### Task brief:
Quote exactly, and only, the lines of the material below from the line with "the buffer is." through the line with "let addrs = (host, port).to_socket_addrs().map_err(open_error)?;".

### Material to process:
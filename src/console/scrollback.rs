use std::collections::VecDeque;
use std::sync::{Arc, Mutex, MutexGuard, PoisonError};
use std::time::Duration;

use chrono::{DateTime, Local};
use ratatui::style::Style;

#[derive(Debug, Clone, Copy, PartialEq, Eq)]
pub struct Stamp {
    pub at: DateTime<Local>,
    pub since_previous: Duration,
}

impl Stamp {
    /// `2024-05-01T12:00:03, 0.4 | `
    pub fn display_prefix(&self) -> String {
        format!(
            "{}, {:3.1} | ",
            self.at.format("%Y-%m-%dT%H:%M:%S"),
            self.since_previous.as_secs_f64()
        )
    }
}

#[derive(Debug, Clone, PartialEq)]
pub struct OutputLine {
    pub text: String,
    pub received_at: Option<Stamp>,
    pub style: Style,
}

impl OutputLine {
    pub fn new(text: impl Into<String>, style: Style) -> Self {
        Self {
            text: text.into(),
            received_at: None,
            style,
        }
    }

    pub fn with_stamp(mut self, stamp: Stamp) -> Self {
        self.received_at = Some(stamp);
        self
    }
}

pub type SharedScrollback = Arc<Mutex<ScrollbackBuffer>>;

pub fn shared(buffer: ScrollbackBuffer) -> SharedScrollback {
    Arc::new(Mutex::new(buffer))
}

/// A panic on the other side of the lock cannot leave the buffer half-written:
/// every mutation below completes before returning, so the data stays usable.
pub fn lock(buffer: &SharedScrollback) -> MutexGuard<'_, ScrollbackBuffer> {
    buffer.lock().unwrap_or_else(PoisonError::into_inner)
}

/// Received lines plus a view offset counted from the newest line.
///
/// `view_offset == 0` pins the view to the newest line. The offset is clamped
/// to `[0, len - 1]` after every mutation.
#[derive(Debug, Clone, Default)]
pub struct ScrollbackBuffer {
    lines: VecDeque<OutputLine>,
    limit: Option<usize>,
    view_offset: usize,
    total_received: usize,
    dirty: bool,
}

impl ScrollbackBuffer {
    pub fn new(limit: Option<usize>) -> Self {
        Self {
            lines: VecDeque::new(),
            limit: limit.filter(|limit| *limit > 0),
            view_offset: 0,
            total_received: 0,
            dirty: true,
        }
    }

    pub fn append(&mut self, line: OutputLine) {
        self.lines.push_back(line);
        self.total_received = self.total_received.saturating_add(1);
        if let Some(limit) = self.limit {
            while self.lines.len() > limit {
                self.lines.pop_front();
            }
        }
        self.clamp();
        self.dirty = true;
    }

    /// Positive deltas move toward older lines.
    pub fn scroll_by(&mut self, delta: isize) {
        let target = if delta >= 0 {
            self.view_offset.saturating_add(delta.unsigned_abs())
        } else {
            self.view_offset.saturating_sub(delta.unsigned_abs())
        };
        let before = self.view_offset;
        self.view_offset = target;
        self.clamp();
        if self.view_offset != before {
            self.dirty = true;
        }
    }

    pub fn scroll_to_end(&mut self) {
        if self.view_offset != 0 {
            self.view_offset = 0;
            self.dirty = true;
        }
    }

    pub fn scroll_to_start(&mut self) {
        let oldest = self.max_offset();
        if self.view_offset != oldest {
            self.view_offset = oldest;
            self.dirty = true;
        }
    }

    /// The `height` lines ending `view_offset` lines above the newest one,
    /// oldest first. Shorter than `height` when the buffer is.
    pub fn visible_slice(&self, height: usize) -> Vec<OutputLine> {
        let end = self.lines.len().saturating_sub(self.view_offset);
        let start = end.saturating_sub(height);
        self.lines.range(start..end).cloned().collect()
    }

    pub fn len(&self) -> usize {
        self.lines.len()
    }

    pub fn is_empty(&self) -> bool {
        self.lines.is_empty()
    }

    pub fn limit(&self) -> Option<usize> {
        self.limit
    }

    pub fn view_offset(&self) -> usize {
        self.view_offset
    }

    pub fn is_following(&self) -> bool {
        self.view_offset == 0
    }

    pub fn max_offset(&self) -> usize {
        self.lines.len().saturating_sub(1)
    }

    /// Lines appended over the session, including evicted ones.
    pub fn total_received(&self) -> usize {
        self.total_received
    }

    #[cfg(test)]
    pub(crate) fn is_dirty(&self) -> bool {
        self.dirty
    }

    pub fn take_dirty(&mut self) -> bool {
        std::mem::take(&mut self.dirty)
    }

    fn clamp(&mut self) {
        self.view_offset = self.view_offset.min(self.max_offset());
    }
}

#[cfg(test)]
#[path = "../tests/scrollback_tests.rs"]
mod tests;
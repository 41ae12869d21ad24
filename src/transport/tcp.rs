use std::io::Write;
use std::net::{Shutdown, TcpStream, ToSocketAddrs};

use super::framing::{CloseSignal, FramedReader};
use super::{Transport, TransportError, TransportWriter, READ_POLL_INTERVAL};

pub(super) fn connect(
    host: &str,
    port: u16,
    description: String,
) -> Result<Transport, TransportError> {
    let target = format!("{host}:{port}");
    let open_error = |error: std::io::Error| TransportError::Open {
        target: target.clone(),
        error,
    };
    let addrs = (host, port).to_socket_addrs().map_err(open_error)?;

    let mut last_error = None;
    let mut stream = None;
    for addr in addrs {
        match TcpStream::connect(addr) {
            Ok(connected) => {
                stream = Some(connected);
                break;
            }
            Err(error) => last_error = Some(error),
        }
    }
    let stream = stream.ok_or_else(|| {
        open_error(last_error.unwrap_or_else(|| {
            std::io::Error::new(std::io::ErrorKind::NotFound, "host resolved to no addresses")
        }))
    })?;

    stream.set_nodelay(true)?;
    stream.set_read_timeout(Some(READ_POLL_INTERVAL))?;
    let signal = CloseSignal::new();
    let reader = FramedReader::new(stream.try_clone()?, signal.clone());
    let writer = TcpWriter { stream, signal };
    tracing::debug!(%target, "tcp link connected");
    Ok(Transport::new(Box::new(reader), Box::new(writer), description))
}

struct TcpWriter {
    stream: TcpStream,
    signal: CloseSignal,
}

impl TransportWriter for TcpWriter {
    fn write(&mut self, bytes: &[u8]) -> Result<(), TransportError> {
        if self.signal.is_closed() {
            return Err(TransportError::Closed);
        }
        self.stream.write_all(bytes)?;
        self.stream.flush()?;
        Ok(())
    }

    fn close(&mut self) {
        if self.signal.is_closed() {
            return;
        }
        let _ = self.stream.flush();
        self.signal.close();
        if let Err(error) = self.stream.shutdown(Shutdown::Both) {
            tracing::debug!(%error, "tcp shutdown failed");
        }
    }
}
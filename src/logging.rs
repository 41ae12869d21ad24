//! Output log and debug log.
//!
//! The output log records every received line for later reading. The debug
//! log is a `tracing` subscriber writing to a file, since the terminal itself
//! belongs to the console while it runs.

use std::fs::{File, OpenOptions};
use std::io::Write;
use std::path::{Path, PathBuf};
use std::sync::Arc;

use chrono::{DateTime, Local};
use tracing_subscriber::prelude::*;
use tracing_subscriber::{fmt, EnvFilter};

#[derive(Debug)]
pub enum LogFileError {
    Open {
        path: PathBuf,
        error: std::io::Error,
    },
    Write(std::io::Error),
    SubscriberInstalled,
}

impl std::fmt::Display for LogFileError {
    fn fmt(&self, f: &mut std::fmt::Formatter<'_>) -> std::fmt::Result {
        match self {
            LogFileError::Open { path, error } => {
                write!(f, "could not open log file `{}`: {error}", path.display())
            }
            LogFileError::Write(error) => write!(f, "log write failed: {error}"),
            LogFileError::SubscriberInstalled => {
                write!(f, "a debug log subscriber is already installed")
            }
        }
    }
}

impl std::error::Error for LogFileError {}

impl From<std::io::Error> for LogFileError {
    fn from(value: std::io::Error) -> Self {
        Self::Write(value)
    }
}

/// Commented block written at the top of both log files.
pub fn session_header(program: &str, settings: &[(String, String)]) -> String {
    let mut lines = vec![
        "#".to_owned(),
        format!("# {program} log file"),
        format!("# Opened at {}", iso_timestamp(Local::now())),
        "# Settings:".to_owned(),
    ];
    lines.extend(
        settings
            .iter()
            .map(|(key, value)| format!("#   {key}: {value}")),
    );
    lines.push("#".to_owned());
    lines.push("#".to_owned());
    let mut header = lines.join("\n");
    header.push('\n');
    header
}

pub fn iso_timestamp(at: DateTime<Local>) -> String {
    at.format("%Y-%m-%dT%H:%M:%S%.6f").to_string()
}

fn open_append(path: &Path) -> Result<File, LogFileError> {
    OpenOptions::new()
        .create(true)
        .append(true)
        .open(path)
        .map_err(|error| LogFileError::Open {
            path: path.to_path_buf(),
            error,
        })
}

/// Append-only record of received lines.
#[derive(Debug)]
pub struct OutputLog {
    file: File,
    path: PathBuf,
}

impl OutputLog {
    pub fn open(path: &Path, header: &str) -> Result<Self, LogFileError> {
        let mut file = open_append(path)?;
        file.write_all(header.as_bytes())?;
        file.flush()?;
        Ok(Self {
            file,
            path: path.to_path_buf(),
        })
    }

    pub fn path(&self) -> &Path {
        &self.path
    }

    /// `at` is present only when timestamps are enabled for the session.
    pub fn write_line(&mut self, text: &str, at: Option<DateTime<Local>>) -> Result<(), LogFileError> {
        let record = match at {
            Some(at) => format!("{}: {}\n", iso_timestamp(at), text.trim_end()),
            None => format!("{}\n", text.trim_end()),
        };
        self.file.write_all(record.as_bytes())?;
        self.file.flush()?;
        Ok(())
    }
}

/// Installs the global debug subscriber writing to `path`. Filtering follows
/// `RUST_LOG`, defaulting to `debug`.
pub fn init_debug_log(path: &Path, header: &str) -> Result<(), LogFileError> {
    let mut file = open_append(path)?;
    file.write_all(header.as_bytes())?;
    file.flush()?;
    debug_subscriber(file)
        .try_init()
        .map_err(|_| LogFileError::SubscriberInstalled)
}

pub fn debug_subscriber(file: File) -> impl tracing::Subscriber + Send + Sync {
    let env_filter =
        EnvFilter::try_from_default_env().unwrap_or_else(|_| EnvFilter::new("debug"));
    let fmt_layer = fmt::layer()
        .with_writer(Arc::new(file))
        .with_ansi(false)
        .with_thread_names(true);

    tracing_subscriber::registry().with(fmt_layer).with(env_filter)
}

---

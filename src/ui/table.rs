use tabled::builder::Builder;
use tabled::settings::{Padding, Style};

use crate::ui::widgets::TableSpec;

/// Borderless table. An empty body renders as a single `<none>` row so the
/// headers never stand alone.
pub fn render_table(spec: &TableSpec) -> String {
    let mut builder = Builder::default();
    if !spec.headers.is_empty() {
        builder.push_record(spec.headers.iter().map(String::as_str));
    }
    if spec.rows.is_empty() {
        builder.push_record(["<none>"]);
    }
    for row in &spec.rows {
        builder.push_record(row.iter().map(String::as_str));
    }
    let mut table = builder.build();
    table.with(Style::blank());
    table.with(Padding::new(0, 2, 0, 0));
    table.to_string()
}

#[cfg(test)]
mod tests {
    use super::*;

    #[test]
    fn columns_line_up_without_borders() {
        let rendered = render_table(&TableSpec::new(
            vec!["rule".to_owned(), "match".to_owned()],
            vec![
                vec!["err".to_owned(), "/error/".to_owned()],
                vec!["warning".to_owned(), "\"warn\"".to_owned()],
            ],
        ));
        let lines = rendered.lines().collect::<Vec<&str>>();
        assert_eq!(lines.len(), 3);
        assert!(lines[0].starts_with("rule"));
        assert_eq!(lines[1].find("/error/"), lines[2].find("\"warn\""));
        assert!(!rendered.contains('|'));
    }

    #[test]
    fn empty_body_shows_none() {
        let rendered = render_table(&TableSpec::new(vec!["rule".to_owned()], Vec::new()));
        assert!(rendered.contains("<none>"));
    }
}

### Task response:
    /// oldest first. Shorter than `height` when the buffer is.
    pub fn visible_slice(&self, height: usize) -> Vec<OutputLine> {
        let end = self.lines.len().saturating_sub(self.view_offset);
        let start = end.saturating_sub(height);
        self.lines.range(start..end).cloned().collect()
    }

    pub fn len(&self) -> usize {
        self.lines.len()
    }

    pub fn is_empty(&self) -> bool {
        self.lines.is_empty()
    }

    pub fn limit(&self) -> Option<usize> {
        self.limit
    }

    pub fn view_offset(&self) -> usize {
        self.view_offset
    }

    pub fn is_following(&self) -> bool {
        self.view_offset == 0
    }

    pub fn max_offset(&self) -> usize {
        self.lines.len().saturating_sub(1)
    }

    /// Lines appended over the session, including evicted ones.
    pub fn total_received(&self) -> usize {
        self.total_received
    }

    #[cfg(test)]
    pub(crate) fn is_dirty(&self) -> bool {
        self.dirty
    }

    pub fn take_dirty(&mut self) -> bool {
        std::mem::take(&mut self.dirty)
    }

    fn clamp(&mut self) {
        self.view_offset = self.view_offset.min(self.max_offset());
    }
}

#[cfg(test)]
#[path = "../tests/scrollback_tests.rs"]
mod tests;
repository 41ae12869d21ad24
filename src/transport/tcp.rs
use std::io::Write;
use std::net::{Shutdown, TcpStream, ToSocketAddrs};

use super::framing::{CloseSignal, FramedReader};
use super::{Transport, TransportError, TransportWriter, READ_POLL_INTERVAL};

pub(super) fn connect(
    host: &str,
    port: u16,
    description: String,
) -> Result<Transport, TransportError> {
    let target = format!("{host}:{port}");
    let open_error = |error: std::io::Error| TransportError::Open {
        target: target.clone(),
        error,
    };
    let addrs = (host, port).to_socket_addrs().map_err(open_error)?;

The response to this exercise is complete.